Patients often develop resistance to antiviral drugs, making them ineffective. Researchers at Gladstone Institutes, US, have developed a novel class of therapeutics, called feedback disruptors, that have the potential to be resistance-proof drugs. The study was recently published in Cell.
Some viral proteins that are critical for virus growth become toxic to cells at high levels. These proteins turn off their own production when the level gets too high to prevent the cells they depend on from dying—a system known as a negative feedback loop.
Existing herpesvirus drugs work by poisoning the replication machinery that viruses use to multiply inside an infected cell. However, the specific viral proteins targeted by these drugs can swiftly develop just a small number of changes, or mutations, that enable them to evade the attack.
The new feedback-disrupting approach arose from the researchers’ earlier discovery of a key feedback loop in cytomegalovirus (CMV), a common type of herpesvirus. Within an infected cell, this loop regulates the production of IE86, a protein needed for the virus to multiply. Once IE86 reaches high enough levels, it switches off its own production until its concentration subsides and stabilises. This is because too much IE86 is toxic to cells.

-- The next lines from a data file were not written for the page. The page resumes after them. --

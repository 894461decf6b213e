//! Repository read endpoints

use actix_web::{web, HttpResponse, Responder};
use validator::Validate;

use shared::stores::{ClusterStore, RepoStore};

use crate::models::{FlakiestQuery, Paged, RepositoryListQuery};
use crate::services::query::QueryService;
use crate::state::AppState;

/// GET /api/v1/repositories
pub async fn list(
    state: web::Data<AppState>,
    query: web::Query<RepositoryListQuery>,
) -> impl Responder {
    if let Err(e) = query.validate() {
        return HttpResponse::BadRequest().json(serde_json::json!({ "error": e.to_string() }));
    }

    let limit = query.limit.unwrap_or(20);
    let offset = query.offset.unwrap_or(0);

    match RepoStore::list(&state.pool, limit, offset, query.search.as_deref()).await {
        Ok(items) => HttpResponse::Ok().json(Paged {
            items,
            limit,
            offset,
        }),
        Err(e) => {
            tracing::error!(error = %e, "Repository listing failed");
            HttpResponse::InternalServerError()
                .json(serde_json::json!({ "error": "failed to list repositories" }))
        }
    }
}

/// GET /api/v1/repositories/{id}
pub async fn get(state: web::Data<AppState>, path: web::Path<String>) -> impl Responder {
    let repo_id = path.into_inner();
    match RepoStore::find_by_id(&state.pool, &repo_id).await {
        Ok(Some(repo)) => HttpResponse::Ok().json(repo),
        Ok(None) => HttpResponse::NotFound()
            .json(serde_json::json!({ "error": format!("repository {} not found", repo_id) })),
        Err(e) => {
            tracing::error!(repo_id = %repo_id, error = %e, "Repository fetch failed");
            HttpResponse::InternalServerError()
                .json(serde_json::json!({ "error": "failed to fetch repository" }))
        }
    }
}

/// GET /api/v1/repositories/{id}/dashboard
///
/// Aggregate counts in a single read, cached briefly.
pub async fn dashboard(state: web::Data<AppState>, path: web::Path<String>) -> impl Responder {
    let repo_id = path.into_inner();
    let cache_key = shared::cache::dashboard_key(&repo_id);

    if let Some(cache) = &state.cache {
        if let Some(cached) = cache.get::<serde_json::Value>(&cache_key).await {
            return HttpResponse::Ok().json(cached);
        }
    }

    let counts = RepoStore::dashboard(
        &state.pool,
        &repo_id,
        state.config.policy.warn_threshold,
        state.config.policy.lookback_days as i64,
    )
    .await;

    match counts {
        Ok(counts) => {
            let body = serde_json::json!({
                "repository_id": repo_id,
                "counts": counts,
            });
            if let Some(cache) = &state.cache {
                cache.set(&cache_key, &body).await;
            }
            HttpResponse::Ok().json(body)
        }
        Err(e) => {
            tracing::error!(repo_id = %repo_id, error = %e, "Dashboard read failed");
            HttpResponse::InternalServerError()
                .json(serde_json::json!({ "error": "failed to build dashboard" }))
        }
    }
}

/// GET /api/v1/repositories/{id}/flaky-tests
pub async fn flakiest(
    state: web::Data<AppState>,
    path: web::Path<String>,
    query: web::Query<FlakiestQuery>,
) -> impl Responder {
    if let Err(e) = query.validate() {
        return HttpResponse::BadRequest().json(serde_json::json!({ "error": e.to_string() }));
    }

    let repo_id = path.into_inner();
    let limit = query.limit.unwrap_or(20);
    let min_score = query.min_score.unwrap_or(0.0);

    match QueryService::flakiest_tests(&state.pool, &repo_id, limit, min_score).await {
        Ok(tests) => HttpResponse::Ok().json(tests),
        Err(e) => {
            tracing::error!(repo_id = %repo_id, error = %e, "Flakiest listing failed");
            HttpResponse::InternalServerError()
                .json(serde_json::json!({ "error": "failed to list flaky tests" }))
        }
    }
}

/// GET /api/v1/repositories/{id}/clusters/{signature}
///
/// One failure cluster and its affected tests.
pub async fn similar_failures(
    state: web::Data<AppState>,
    path: web::Path<(String, String)>,
) -> impl Responder {
    let (repo_id, signature) = path.into_inner();

    match ClusterStore::find_by_signature(&state.pool, &repo_id, &signature).await {
        Ok(Some(cluster)) => HttpResponse::Ok().json(cluster),
        Ok(None) => HttpResponse::NotFound()
            .json(serde_json::json!({ "error": format!("no cluster for signature {}", signature) })),
        Err(e) => {
            tracing::error!(repo_id = %repo_id, error = %e, "Cluster fetch failed");
            HttpResponse::InternalServerError()
                .json(serde_json::json!({ "error": "failed to fetch cluster" }))
        }
    }
}

/// GET /api/v1/repositories/{id}/quarantine-candidates
pub async fn quarantine_candidates(
    state: web::Data<AppState>,
    path: web::Path<String>,
) -> impl Responder {
    let repo_id = path.into_inner();
    let policy = &state.config.policy;

    match QueryService::quarantine_candidates(
        &state.pool,
        &repo_id,
        policy.quarantine_threshold,
        policy.min_runs_for_quarantine as i32,
    )
    .await
    {
        Ok(candidates) => {
            let body: Vec<_> = candidates
                .into_iter()
                .map(|(test_id, score)| serde_json::json!({ "test_id": test_id, "score": score }))
                .collect();
            HttpResponse::Ok().json(body)
        }
        Err(e) => {
            tracing::error!(repo_id = %repo_id, error = %e, "Candidate listing failed");
            HttpResponse::InternalServerError()
                .json(serde_json::json!({ "error": "failed to list candidates" }))
        }
    }
}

In lab experiments, when the team introduced genetic alterations to break the loop, IE86 production soared, destroying infected cells before more viruses could be made.
The scientists realised that if they could develop a drug to disrupt this loop, they could potentially treat CMV infection while avoiding drug resistance.

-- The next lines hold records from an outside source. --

//! Circuit breaker for upstream targets
//!
//! # State Machine
//!
//! ```text
//! CLOSED (normal operation)
//!   ↓ (failure_threshold failures inside failure_time_window)
//! OPEN (calls rejected immediately)
//!   ↓ (after open_timeout)
//! HALF-OPEN (up to half_open_max_calls probes)
//!   ↓ (success_threshold successes) → CLOSED
//!   ↓ (any failure) → OPEN
//! ```
//!
//! State is per upstream target and process-wide; the clock is an explicit
//! argument so the transitions are testable without sleeping.

use chrono::{DateTime, Duration, Utc};
use dashmap::DashMap;
use serde::{Deserialize, Serialize};
use std::fmt;

use shared::config::BreakerConfig;
use shared::{Error, Result};

/// Circuit breaker states
#[derive(Debug, Clone, Copy, PartialEq, Eq, Serialize, Deserialize)]
pub enum CircuitState {
    /// Normal operation - calls flow through
    Closed,
    /// Calls rejected immediately (fail-fast)
    Open,
    /// Recovery test mode - limited probes allowed
    HalfOpen,
}

impl fmt::Display for CircuitState {
    fn fmt(&self, f: &mut fmt::Formatter<'_>) -> fmt::Result {
        match self {
            CircuitState::Closed => write!(f, "closed"),
            CircuitState::Open => write!(f, "open"),
            CircuitState::HalfOpen => write!(f, "half-open"),
        }
    }
}

#[derive(Debug, Clone)]
struct TargetState {
    state: CircuitState,
    failure_count: u32,
    window_started_at: Option<DateTime<Utc>>,
    opened_at: Option<DateTime<Utc>>,
    half_open_calls: u32,
    half_open_successes: u32,
}

impl Default for TargetState {
    fn default() -> Self {
        Self {
            state: CircuitState::Closed,
            failure_count: 0,
            window_started_at: None,
            opened_at: None,
            half_open_calls: 0,
            half_open_successes: 0,
        }
    }
}

/// Per-target circuit breaker
pub struct CircuitBreaker {
    config: BreakerConfig,
    targets: DashMap<String, TargetState>,
}

impl CircuitBreaker {
    pub fn new(config: BreakerConfig) -> Self {
        Self {
            config,
            targets: DashMap::new(),
        }
    }

    /// Gate an outbound call. While half-open, admits at most
    /// `half_open_max_calls` concurrent probes.
    pub fn allow(&self, target: &str, now: DateTime<Utc>) -> Result<()> {
        let mut entry = self.targets.entry(target.to_string()).or_default();

        match entry.state {
            CircuitState::Closed => Ok(()),
            CircuitState::Open => {
                let opened_at = entry.opened_at.unwrap_or(now);
                if now - opened_at >= Duration::seconds(self.config.open_timeout_secs as i64) {
                    self.transition(&mut entry, target, CircuitState::HalfOpen);
                    entry.half_open_calls = 1;
                    entry.half_open_successes = 0;
                    Ok(())
                } else {
                    Err(Error::CircuitOpen(target.to_string()))
                }
            }
            CircuitState::HalfOpen => {
                if entry.half_open_calls < self.config.half_open_max_calls {
                    entry.half_open_calls += 1;
                    Ok(())
                } else {
                    Err(Error::CircuitOpen(target.to_string()))
                }
            }
        }
    }

    /// Record a successful call
    pub fn record_success(&self, target: &str, _now: DateTime<Utc>) {
        let mut entry = self.targets.entry(target.to_string()).or_default();

        match entry.state {
            CircuitState::Closed => {
                entry.failure_count = 0;
                entry.window_started_at = None;
            }
            CircuitState::HalfOpen => {
                entry.half_open_successes += 1;
                if entry.half_open_successes >= self.config.success_threshold {
                    self.transition(&mut entry, target, CircuitState::Closed);
                    entry.failure_count = 0;
                    entry.window_started_at = None;
                    entry.opened_at = None;
                }
            }
            CircuitState::Open => {}
        }
    }

    /// Record a failed call
    pub fn record_failure(&self, target: &str, now: DateTime<Utc>) {
        let mut entry = self.targets.entry(target.to_string()).or_default();

        match entry.state {
            CircuitState::Closed => {
                let window = Duration::seconds(self.config.failure_time_window_secs as i64);
                // failures outside the window restart the count
                match entry.window_started_at {
                    Some(start) if now - start <= window => entry.failure_count += 1,
                    _ => {
                        entry.window_started_at = Some(now);
                        entry.failure_count = 1;
                    }
                }

                if entry.failure_count >= self.config.failure_threshold {
                    self.transition(&mut entry, target, CircuitState::Open);
                    entry.opened_at = Some(now);
                }
            }
            CircuitState::HalfOpen => {
                // one failed probe reopens the circuit
                self.transition(&mut entry, target, CircuitState::Open);
                entry.opened_at = Some(now);
            }
            CircuitState::Open => {}
        }
    }

    /// Current state for a target
    pub fn state(&self, target: &str) -> CircuitState {
        self.targets
            .get(target)
            .map(|entry| entry.state)
            .unwrap_or(CircuitState::Closed)
    }

    fn transition(&self, entry: &mut TargetState, target: &str, to: CircuitState) {
        tracing::info!(
            target = target,
            from = %entry.state,
            to = %to,
            "Circuit breaker transition"
        );
        metrics::counter!(
            "circuit_breaker_transitions_total",
            "target" => target.to_string(),
            "to" => to.to_string()
        )
        .increment(1);
        entry.state = to;
    }
}

#[cfg(test)]
mod tests {
    use super::*;

    fn breaker() -> CircuitBreaker {
        CircuitBreaker::new(BreakerConfig {
            failure_threshold: 3,
            failure_time_window_secs: 60,
            open_timeout_secs: 30,
            half_open_max_calls: 2,
            success_threshold: 2,
        })
    }

    #[test]
    fn test_opens_after_threshold_failures() {
        let cb = breaker();
        let now = Utc::now();

        cb.record_failure("api", now);
        cb.record_failure("api", now);
        assert_eq!(cb.state("api"), CircuitState::Closed);

        cb.record_failure("api", now);
        assert_eq!(cb.state("api"), CircuitState::Open);
        assert!(cb.allow("api", now).is_err());
    }

    #[test]
    fn test_failures_outside_window_do_not_accumulate() {
        let cb = breaker();
        let now = Utc::now();

        cb.record_failure("api", now);
        cb.record_failure("api", now + Duration::seconds(10));
        // window restarts here
        cb.record_failure("api", now + Duration::seconds(120));
        assert_eq!(cb.state("api"), CircuitState::Closed);
    }

    #[test]
    fn test_half_open_after_timeout_then_closes_on_probes() {
        let cb = breaker();
        let now = Utc::now();

        for _ in 0..3 {
            cb.record_failure("api", now);
        }
        assert_eq!(cb.state("api"), CircuitState::Open);

        let later = now + Duration::seconds(31);
        assert!(cb.allow("api", later).is_ok());
        assert_eq!(cb.state("api"), CircuitState::HalfOpen);

        cb.record_success("api", later);
        assert_eq!(cb.state("api"), CircuitState::HalfOpen);
        cb.record_success("api", later);
        assert_eq!(cb.state("api"), CircuitState::Closed);
    }

    #[test]
    fn test_half_open_probe_budget() {
        let cb = breaker();
        let now = Utc::now();

        for _ in 0..3 {
            cb.record_failure("api", now);
        }
        let later = now + Duration::seconds(31);
        assert!(cb.allow("api", later).is_ok()); // transition consumes probe 1
        assert!(cb.allow("api", later).is_ok()); // probe 2
        assert!(cb.allow("api", later).is_err()); // budget spent
    }

    #[test]
    fn test_half_open_failure_reopens() {
        let cb = breaker();
        let now = Utc::now();

        for _ in 0..3 {
            cb.record_failure("api", now);
        }
        let later = now + Duration::seconds(31);
        assert!(cb.allow("api", later).is_ok());

        cb.record_failure("api", later);
        assert_eq!(cb.state("api"), CircuitState::Open);
        assert!(cb.allow("api", later + Duration::seconds(1)).is_err());
    }

    #[test]
    fn test_targets_are_independent() {
        let cb = breaker();
        let now = Utc::now();

        for _ in 0..3 {
            cb.record_failure("api", now);
        }
        assert_eq!(cb.state("api"), CircuitState::Open);
        assert_eq!(cb.state("uploads"), CircuitState::Closed);
        assert!(cb.allow("uploads", now).is_ok());
    }

    #[test]
    fn test_success_resets_failure_count() {
        let cb = breaker();
        let now = Utc::now();

        cb.record_failure("api", now);
        cb.record_failure("api", now);
        cb.record_success("api", now);
        cb.record_failure("api", now);
        cb.record_failure("api", now);
        assert_eq!(cb.state("api"), CircuitState::Closed);
    }
}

In order to develop a candidate for such a drug the researchers used biochemical experiments, mathematical modelling, and synthetic biology to develop a small piece of synthetic DNA that binds to IE86 and prevents it from blocking its own production. They called this new drug candidate a feedback disruptor.
Additional lab experiments demonstrated that this feedback disruptor indeed killed CMV-infected cells but left healthy cells unharmed.
In one key experiment, the team showed that the feedback disruptor continued to be effective against CMV in cells for many months, without the virus ever developing resistance. In contrast, CMV can become resistant to the antiviral drug acyclovir in just two days. The researchers also found that mice infected with a version of CMV fared better when treated with a feedback disruptor than with a placebo.
Next, the team demonstrated that feedback disruptors could be developed to target similar feedback loops used by other viruses, beginning with herpes simplex virus 1 (HSV-1), the leading infectious cause of blindness. They found that, after infection with HSV-1, the eyes of mice that had been treated with feedback disruptors experienced a significant drop in viral infection.
In addition, the researchers developed a feedback disruptor against SARS-CoV-2, the virus that causes COVID-19, showing promising antiviral effects in cell experiments.
The researchers expect that the same strategy could be applied to any disease involving a feedback loop that overproduces a key protein when broken. Now, the team is working to determine whether feedback loops could be targeted in cancer, another disease with major drug-resistance challenges. In the future, feedback disruptors could also potentially be developed against bacterial diseases.